Stored data entries:
#####
//! Audio Engine Module
//!
//! The PCM side of Wavseal:
//! - Raw sample buffer and its format
//! - Lossless WAV decode/encode

pub mod buffer;
pub mod io;

pub use buffer::{ByteOrder, PcmSpec, SampleBuffer, SampleWidth};
pub use io::{decode_audio, encode_audio, generate_test_tone};
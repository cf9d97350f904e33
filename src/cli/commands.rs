//! CLI Command Implementations
//!
//! Implements the actual logic for each CLI command.

use std::path::Path;

use log::{info, warn};

use crate::config::WavsealConfig;
use crate::crypto::keys::{self, KeyManager};
use crate::crypto::protocol;
use crate::engine::io::{decode_audio, encode_audio};
use crate::error::Result;
use crate::stego::lsb;

/// Generate a key pair at the configured paths.
pub fn generate_keys(config: &WavsealConfig) -> Result<()> {
    let manager = KeyManager::new(config.keys.clone());
    let pair = manager.generate_and_store()?;
    let public = pair.verifying_key();

    println!(
        "Signing key:   {}",
        manager.paths().signing_key_path.display()
    );
    println!(
        "Verifying key: {}",
        manager.paths().verifying_key_path.display()
    );
    println!("Public key (base64): {}", keys::public_key_to_text(&public));
    println!("Fingerprint: {}", keys::fingerprint(&public));
    println!();
    println!("Keep the signing key private. Share only the public key.");

    Ok(())
}

/// Print the configured verifying key as base64.
pub fn export_public(config: &WavsealConfig) -> Result<()> {
    let key = keys::import_public(&config.keys.verifying_key_path)?;
    println!("{}", keys::public_key_to_text(&key));
    Ok(())
}

/// Sign `input`, writing to `output` or back over `input`.
pub fn sign(config: &WavsealConfig, input: &Path, output: Option<&Path>) -> Result<()> {
    let output = output.unwrap_or(input);
    info!("Signing {} with {}", input.display(), config.keys.signing_key_path.display());

    let key = keys::import_private(&config.keys.signing_key_path)?;
    let outcome = protocol::sign_file(input, output, &key, config.byte_order)?;

    println!("Signed: {}", output.display());
    println!("Samples: {}", outcome.num_samples);
    println!("Signature: {}", hex_prefix(&outcome.signature.to_bytes(), 16));

    Ok(())
}

/// Verify `input` against a base64 key or the configured key file.
///
/// Returns whether the signature is valid.
pub fn verify(config: &WavsealConfig, input: &Path, key_text: Option<&str>) -> Result<bool> {
    let key = match key_text {
        Some(text) => keys::import_public_from_text(text)?,
        None => keys::import_public(&config.keys.verifying_key_path)?,
    };
    info!(
        "Verifying {} against key {}",
        input.display(),
        &keys::fingerprint(&key)[..16]
    );

    let valid = protocol::verify_file(input, &key, config.byte_order)?;
    println!("{}", if valid { "VALID" } else { "INVALID" });

    Ok(valid)
}

/// Hide a UTF-8 message in `input`.
pub fn embed(
    config: &WavsealConfig,
    input: &Path,
    message: &str,
    output: Option<&Path>,
) -> Result<()> {
    let output = output.unwrap_or(input);
    let mut buffer = decode_audio(input, config.byte_order)?;

    if message.as_bytes().contains(&0) {
        warn!("Message contains a NUL byte; extraction will stop there");
    }

    lsb::encode(&mut buffer, message.as_bytes())?;
    encode_audio(&buffer, output)?;

    println!(
        "Embedded {} bytes into {} (capacity {} bytes)",
        message.len(),
        output.display(),
        lsb::capacity(&buffer)
    );

    Ok(())
}

/// Print the zero-terminated message hidden in `input`.
pub fn extract(config: &WavsealConfig, input: &Path) -> Result<()> {
    let buffer = decode_audio(input, config.byte_order)?;
    let message = lsb::decode(&buffer, None)?;

    println!("{}", String::from_utf8_lossy(&message));

    Ok(())
}

fn hex_prefix(bytes: &[u8], len: usize) -> String {
    let hex: String = bytes.iter().take(len).map(|b| format!("{:02x}", b)).collect();
    if bytes.len() > len {
        format!("{}...", hex)
    } else {
        hex
    }
}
#####
Please quote every record above exactly as it appears.

Result of this exercise:
//! Audio Engine Module
//!
//! The PCM side of Wavseal:
//! - Raw sample buffer and its format
//! - Lossless WAV decode/encode

pub mod buffer;
pub mod io;

pub use buffer::{ByteOrder, PcmSpec, SampleBuffer, SampleWidth};
pub use io::{decode_audio, encode_audio, generate_test_tone};
repository cf9d97350f904e33
filename src/cli/commands.rs
//! CLI Command Implementations
//!
//! Implements the actual logic for each CLI command.

use std::path::Path;

use log::{info, warn};

use crate::config::WavsealConfig;
use crate::crypto::keys::{self, KeyManager};
use crate::crypto::protocol;
use crate::engine::io::{decode_audio, encode_audio};
use crate::error::Result;
use crate::stego::lsb;

/// Generate a key pair at the configured paths.
pub fn generate_keys(config: &WavsealConfig) -> Result<()> {
    let manager = KeyManager::new(config.keys.clone());
    let pair = manager.generate_and_store()?;
    let public = pair.verifying_key();

    println!(
        "Signing key:   {}",
        manager.paths().signing_key_path.display()
    );
    println!(
        "Verifying key: {}",
        manager.paths().verifying_key_path.display()
    );
    println!("Public key (base64): {}", keys::public_key_to_text(&public));
    println!("Fingerprint: {}", keys::fingerprint(&public));
    println!();
    println!("Keep the signing key private. Share only the public key.");

    Ok(())
}

/// Print the configured verifying key as base64.
pub fn export_public(config: &WavsealConfig) -> Result<()> {
    let key = keys::import_public(&config.keys.verifying_key_path)?;
    println!("{}", keys::public_key_to_text(&key));
    Ok(())
}

/// Sign `input`, writing to `output` or back over `input`.
pub fn sign(config: &WavsealConfig, input: &Path, output: Option<&Path>) -> Result<()> {
    let output = output.unwrap_or(input);
    info!("Signing {} with {}", input.display(), config.keys.signing_key_path.display());

    let key = keys::import_private(&config.keys.signing_key_path)?;
    let outcome = protocol::sign_file(input, output, &key, config.byte_order)?;

    println!("Signed: {}", output.display());
    println!("Samples: {}", outcome.num_samples);
    println!("Signature: {}", hex_prefix(&outcome.signature.to_bytes(), 16));

    Ok(())
}

/// Verify `input` against a base64 key or the configured key file.
///
/// Returns whether the signature is valid.
pub fn verify(config: &WavsealConfig, input: &Path, key_text: Option<&str>) -> Result<bool> {
    let key = match key_text {
        Some(text) => keys::import_public_from_text(text)?,
        None => keys::import_public(&config.keys.verifying_key_path)?,
    };
    info!(
        "Verifying {} against key {}",
        input.display(),
        &keys::fingerprint(&key)[..16]
    );

    let valid = protocol::verify_file(input, &key, config.byte_order)?;
    println!("{}", if valid { "VALID" } else { "INVALID" });

    Ok(valid)
}

/// Hide a UTF-8 message in `input`.
pub fn embed(
    config: &WavsealConfig,
    input: &Path,
    message: &str,
    output: Option<&Path>,
) -> Result<()> {
    let output = output.unwrap_or(input);
    let mut buffer = decode_audio(input, config.byte_order)?;

    if message.as_bytes().contains(&0) {
        warn!("Message contains a NUL byte; extraction will stop there");
    }

    lsb::encode(&mut buffer, message.as_bytes())?;
    encode_audio(&buffer, output)?;

    println!(
        "Embedded {} bytes into {} (capacity {} bytes)",
        message.len(),
        output.display(),
        lsb::capacity(&buffer)
    );

    Ok(())
}

/// Print the zero-terminated message hidden in `input`.
pub fn extract(config: &WavsealConfig, input: &Path) -> Result<()> {
    let buffer = decode_audio(input, config.byte_order)?;
    let message = lsb::decode(&buffer, None)?;

    println!("{}", String::from_utf8_lossy(&message));

    Ok(())
}

fn hex_prefix(bytes: &[u8], len: usize) -> String {
    let hex: String = bytes.iter().take(len).map(|b| format!("{:02x}", b)).collect();
    if bytes.len() > len {
        format!("{}...", hex)
    } else {
        hex
    }
}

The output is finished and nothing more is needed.